# [What is needed]
Give back the entire listing verbatim.
- - -
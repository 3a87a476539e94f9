//! Splitting stages of the extraction pipeline.
//!
//! Each stage takes a list of segments and returns a new list. Splits are
//! gated: a pattern is only applied to a segment when the resulting parts
//! pass the stage's acceptance test, otherwise the segment is kept intact.

use std::sync::LazyLock;

use regex::Regex;

use super::validity::{
    count_action_verbs, is_strong_segment, is_valid_segment, NounPhraseRule,
};

/// How aggressively a pass splits.
#[derive(Debug, Clone, Copy, PartialEq, Eq)]
pub enum SplitMode {
    /// Every split is gated by its acceptance test.
    Standard,
    /// Connector splits are unconditional; comma and "and" splits are always
    /// attempted and share one threshold.
    Aggressive,
}

/// Share of parts that must pass the strong test for a multi-part split.
const STRONG_SHARE_NUMERATOR: usize = 6;
const STRONG_SHARE_DENOMINATOR: usize = 10;

/// Comma splitting is only considered with at least this many action verbs.
const MIN_VERBS_FOR_COMMA_SPLIT: usize = 2;

/// One row of the connector table.
pub struct ConnectorPattern {
    pub name: &'static str,
    regex: Regex,
}

fn connector(name: &'static str, pattern: &str) -> ConnectorPattern {
    match Regex::new(pattern) {
        Ok(regex) => ConnectorPattern { name, regex },
        Err(err) => panic!("connector pattern {name} is invalid: {err}"),
    }
}

/// Ordinal connectors (and "next") only split in list position: after a
/// comma, after "and", or directly followed by a comma. "review the second
/// draft" and "prepare next week's report" stay whole.
fn ordinal(name: &'static str, word: &str) -> ConnectorPattern {
    connector(
        name,
        &format!(r"(?i)(?:,\s*(?:and\s+)?|\s+and\s+){word}\b,?\s*|\s+{word},\s*"),
    )
}

/// Connector patterns, most specific first. A comma or "and" form always
/// precedes the bare form it contains.
pub static CONNECTOR_PATTERNS: LazyLock<Vec<ConnectorPattern>> = LazyLock::new(|| {
    vec![
        connector("comma_and_then", r"(?i),\s*and\s+then\b,?\s*"),
        connector("comma_then", r"(?i),\s*then\b,?\s*"),
        connector("and_then", r"(?i)\s+and\s+then\b,?\s*"),
        connector("comma_after_that", r"(?i),\s*after\s+that\b,?\s*"),
        connector("after_that", r"(?i)\s+after\s+that\b,?\s*"),
        connector("comma_also", r"(?i),\s*also\b,?\s*"),
        connector("and_also", r"(?i)\s+and\s+also\b,?\s*"),
        connector("then", r"(?i)\s+then\b,?\s*"),
        connector("also", r"(?i)\s+also\b,?\s*"),
        connector("comma_next", r"(?i),\s*next\b,?\s*"),
        ordinal("next", "next"),
        ordinal("first", "first"),
        ordinal("second", "second"),
        ordinal("third", "third"),
        ordinal("last", "last"),
        ordinal("finally", "finally"),
    ]
});

static COMMA_SEPARATOR: LazyLock<Regex> = LazyLock::new(|| match Regex::new(r",\s+") {
    Ok(regex) => regex,
    Err(err) => panic!("comma separator is invalid: {err}"),
});

static AND_SEPARATOR: LazyLock<Regex> = LazyLock::new(|| match Regex::new(r"(?i)\s+and\s+") {
    Ok(regex) => regex,
    Err(err) => panic!("and separator is invalid: {err}"),
});

fn split_trimmed<'a>(parts: impl Iterator<Item = &'a str>) -> Vec<String> {
    parts
        .map(|p| p.trim_matches(|c: char| c.is_whitespace() || c == ','))
        .filter(|p| !p.is_empty())
        .map(str::to_string)
        .collect()
}

fn meets_strong_share(parts: &[String], rule: NounPhraseRule) -> bool {
    let strong = parts.iter().filter(|p| is_strong_segment(p, rule)).count();
    strong * STRONG_SHARE_DENOMINATOR >= parts.len() * STRONG_SHARE_NUMERATOR
}

/// Keep the parts that pass the plain test, or the original if none do.
fn filter_valid(parts: Vec<String>, original: &str) -> Vec<String> {
    let kept: Vec<String> = parts.into_iter().filter(|p| is_valid_segment(p)).collect();
    if kept.is_empty() {
        vec![original.to_string()]
    } else {
        kept
    }
}

/// Hard split on semicolons.
pub fn split_semicolons(line: &str) -> Vec<String> {
    split_trimmed(line.split(';'))
}

/// Apply the connector table in order to a single segment.
pub fn split_connectors(segment: &str, mode: SplitMode) -> Vec<String> {
    let mut segments = vec![segment.to_string()];
    for pattern in CONNECTOR_PATTERNS.iter() {
        segments = segments
            .into_iter()
            .flat_map(|seg| apply_connector(pattern, seg, mode))
            .collect();
    }
    segments
}

fn apply_connector(pattern: &ConnectorPattern, segment: String, mode: SplitMode) -> Vec<String> {
    let parts = split_trimmed(pattern.regex.split(&segment));
    if parts.len() < 2 {
        return vec![segment];
    }
    let accepted = match mode {
        SplitMode::Aggressive => true,
        SplitMode::Standard => parts.iter().all(|p| is_valid_segment(p)),
    };
    if accepted {
        tracing::trace!(pattern = pattern.name, parts = parts.len(), "connector split");
        parts
    } else {
        vec![segment]
    }
}

/// Split on ", " when the segment carries several action verbs. A comma
/// with no space after it ("1,200") is part of the word.
pub fn split_commas(segment: &str, mode: SplitMode) -> Vec<String> {
    if !segment.contains(',') {
        return vec![segment.to_string()];
    }
    if mode == SplitMode::Standard && count_action_verbs(segment) < MIN_VERBS_FOR_COMMA_SPLIT {
        return vec![segment.to_string()];
    }

    let parts = split_trimmed(COMMA_SEPARATOR.split(segment));
    if parts.len() < 2 || !meets_strong_share(&parts, NounPhraseRule::Relaxed) {
        return vec![segment.to_string()];
    }
    tracing::trace!(parts = parts.len(), "comma split");
    filter_valid(parts, segment)
}

/// Last-resort split on " and ".
pub fn split_and(segment: &str, mode: SplitMode) -> Vec<String> {
    let parts = split_trimmed(AND_SEPARATOR.split(segment));
    if parts.len() < 2 {
        return vec![segment.to_string()];
    }

    let accepted = match (parts.len(), mode) {
        (2, SplitMode::Standard) => parts
            .iter()
            .all(|p| is_strong_segment(p, NounPhraseRule::Strict)),
        _ => meets_strong_share(&parts, NounPhraseRule::Relaxed),
    };
    if !accepted {
        return vec![segment.to_string()];
    }
    tracing::trace!(parts = parts.len(), "and split");
    filter_valid(parts, segment)
}

/// Split one semicolon piece through the connector, comma and "and" stages.
pub fn split_piece(piece: &str, mode: SplitMode) -> Vec<String> {
    let segments: Vec<String> = split_connectors(piece, mode)
        .into_iter()
        .flat_map(|seg| split_commas(&seg, mode))
        .collect();

    if segments.len() >= 2 && mode == SplitMode::Standard {
        return segments;
    }
    segments
        .into_iter()
        .flat_map(|seg| split_and(&seg, mode))
        .collect()
}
- - -
# [Finished exercise]
repository 3a87a476539e94f9
//! Splitting stages of the extraction pipeline.
//!
//! Each stage takes a list of segments and returns a new list. Splits are
//! gated: a pattern is only applied to a segment when the resulting parts
//! pass the stage's acceptance test, otherwise the segment is kept intact.

use std::sync::LazyLock;

use regex::Regex;

use super::validity::{
    count_action_verbs, is_strong_segment, is_valid_segment, NounPhraseRule,
};

/// How aggressively a pass splits.
#[derive(Debug, Clone, Copy, PartialEq, Eq)]
pub enum SplitMode {
    /// Every split is gated by its acceptance test.
    Standard,
    /// Connector splits are unconditional; comma and "and" splits are always
    /// attempted and share one threshold.
    Aggressive,
}

/// Share of parts that must pass the strong test for a multi-part split.
const STRONG_SHARE_NUMERATOR: usize = 6;
const STRONG_SHARE_DENOMINATOR: usize = 10;

/// Comma splitting is only considered with at least this many action verbs.
const MIN_VERBS_FOR_COMMA_SPLIT: usize = 2;

/// One row of the connector table.
pub struct ConnectorPattern {
    pub name: &'static str,
    regex: Regex,
}

fn connector(name: &'static str, pattern: &str) -> ConnectorPattern {
    match Regex::new(pattern) {
        Ok(regex) => ConnectorPattern { name, regex },
        Err(err) => panic!("connector pattern {name} is invalid: {err}"),
    }
}

/// Ordinal connectors (and "next") only split in list position: after a
/// comma, after "and", or directly followed by a comma. "review the second
/// draft" and "prepare next week's report" stay whole.
fn ordinal(name: &'static str, word: &str) -> ConnectorPattern {
    connector(
        name,
        &format!(r"(?i)(?:,\s*(?:and\s+)?|\s+and\s+){word}\b,?\s*|\s+{word},\s*"),
    )
}

/// Connector patterns, most specific first. A comma or "and" form always
/// precedes the bare form it contains.
pub static CONNECTOR_PATTERNS: LazyLock<Vec<ConnectorPattern>> = LazyLock::new(|| {
    vec![
        connector("comma_and_then", r"(?i),\s*and\s+then\b,?\s*"),
        connector("comma_then", r"(?i),\s*then\b,?\s*"),
        connector("and_then", r"(?i)\s+and\s+then\b,?\s*"),
        connector("comma_after_that", r"(?i),\s*after\s+that\b,?\s*"),
        connector("after_that", r"(?i)\s+after\s+that\b,?\s*"),
        connector("comma_also", r"(?i),\s*also\b,?\s*"),
        connector("and_also", r"(?i)\s+and\s+also\b,?\s*"),
        connector("then", r"(?i)\s+then\b,?\s*"),
        connector("also", r"(?i)\s+also\b,?\s*"),
        connector("comma_next", r"(?i),\s*next\b,?\s*"),
        ordinal("next", "next"),
        ordinal("first", "first"),
        ordinal("second", "second"),
        ordinal("third", "third"),
        ordinal("last", "last"),
        ordinal("finally", "finally"),
    ]
});

static COMMA_SEPARATOR: LazyLock<Regex> = LazyLock::new(|| match Regex::new(r",\s+") {
    Ok(regex) => regex,
    Err(err) => panic!("comma separator is invalid: {err}"),
});

static AND_SEPARATOR: LazyLock<Regex> = LazyLock::new(|| match Regex::new(r"(?i)\s+and\s+") {
    Ok(regex) => regex,
    Err(err) => panic!("and separator is invalid: {err}"),
});

fn split_trimmed<'a>(parts: impl Iterator<Item = &'a str>) -> Vec<String> {
    parts
        .map(|p| p.trim_matches(|c: char| c.is_whitespace() || c == ','))
        .filter(|p| !p.is_empty())
        .map(str::to_string)
        .collect()
}

fn meets_strong_share(parts: &[String], rule: NounPhraseRule) -> bool {
    let strong = parts.iter().filter(|p| is_strong_segment(p, rule)).count();
    strong * STRONG_SHARE_DENOMINATOR >= parts.len() * STRONG_SHARE_NUMERATOR
}

/// Keep the parts that pass the plain test, or the original if none do.
fn filter_valid(parts: Vec<String>, original: &str) -> Vec<String> {
    let kept: Vec<String> = parts.into_iter().filter(|p| is_valid_segment(p)).collect();
    if kept.is_empty() {
        vec![original.to_string()]
    } else {
        kept
    }
}

/// Hard split on semicolons.
pub fn split_semicolons(line: &str) -> Vec<String> {
    split_trimmed(line.split(';'))
}

/// Apply the connector table in order to a single segment.
pub fn split_connectors(segment: &str, mode: SplitMode) -> Vec<String> {
    let mut segments = vec![segment.to_string()];
    for pattern in CONNECTOR_PATTERNS.iter() {
        segments = segments
            .into_iter()
            .flat_map(|seg| apply_connector(pattern, seg, mode))
            .collect();
    }
    segments
}

fn apply_connector(pattern: &ConnectorPattern, segment: String, mode: SplitMode) -> Vec<String> {
    let parts = split_trimmed(pattern.regex.split(&segment));
    if parts.len() < 2 {
        return vec![segment];
    }
    let accepted = match mode {
        SplitMode::Aggressive => true,
        SplitMode::Standard => parts.iter().all(|p| is_valid_segment(p)),
    };
    if accepted {
        tracing::trace!(pattern = pattern.name, parts = parts.len(), "connector split");
        parts
    } else {
        vec![segment]
    }
}

/// Split on ", " when the segment carries several action verbs. A comma
/// with no space after it ("1,200") is part of the word.
pub fn split_commas(segment: &str, mode: SplitMode) -> Vec<String> {
    if !segment.contains(',') {
        return vec![segment.to_string()];
    }
    if mode == SplitMode::Standard && count_action_verbs(segment) < MIN_VERBS_FOR_COMMA_SPLIT {
        return vec![segment.to_string()];
    }

    let parts = split_trimmed(COMMA_SEPARATOR.split(segment));
    if parts.len() < 2 || !meets_strong_share(&parts, NounPhraseRule::Relaxed) {
        return vec![segment.to_string()];
    }
    tracing::trace!(parts = parts.len(), "comma split");
    filter_valid(parts, segment)
}

/// Last-resort split on " and ".
pub fn split_and(segment: &str, mode: SplitMode) -> Vec<String> {
    let parts = split_trimmed(AND_SEPARATOR.split(segment));
    if parts.len() < 2 {
        return vec![segment.to_string()];
    }

    let accepted = match (parts.len(), mode) {
        (2, SplitMode::Standard) => parts
            .iter()
            .all(|p| is_strong_segment(p, NounPhraseRule::Strict)),
        _ => meets_strong_share(&parts, NounPhraseRule::Relaxed),
    };
    if !accepted {
        return vec![segment.to_string()];
    }
    tracing::trace!(parts = parts.len(), "and split");
    filter_valid(parts, segment)
}

/// Split one semicolon piece through the connector, comma and "and" stages.
pub fn split_piece(piece: &str, mode: SplitMode) -> Vec<String> {
    let segments: Vec<String> = split_connectors(piece, mode)
        .into_iter()
        .flat_map(|seg| split_commas(&seg, mode))
        .collect();

    if segments.len() >= 2 && mode == SplitMode::Standard {
        return segments;
    }
    segments
        .into_iter()
        .flat_map(|seg| split_and(&seg, mode))
        .collect()
}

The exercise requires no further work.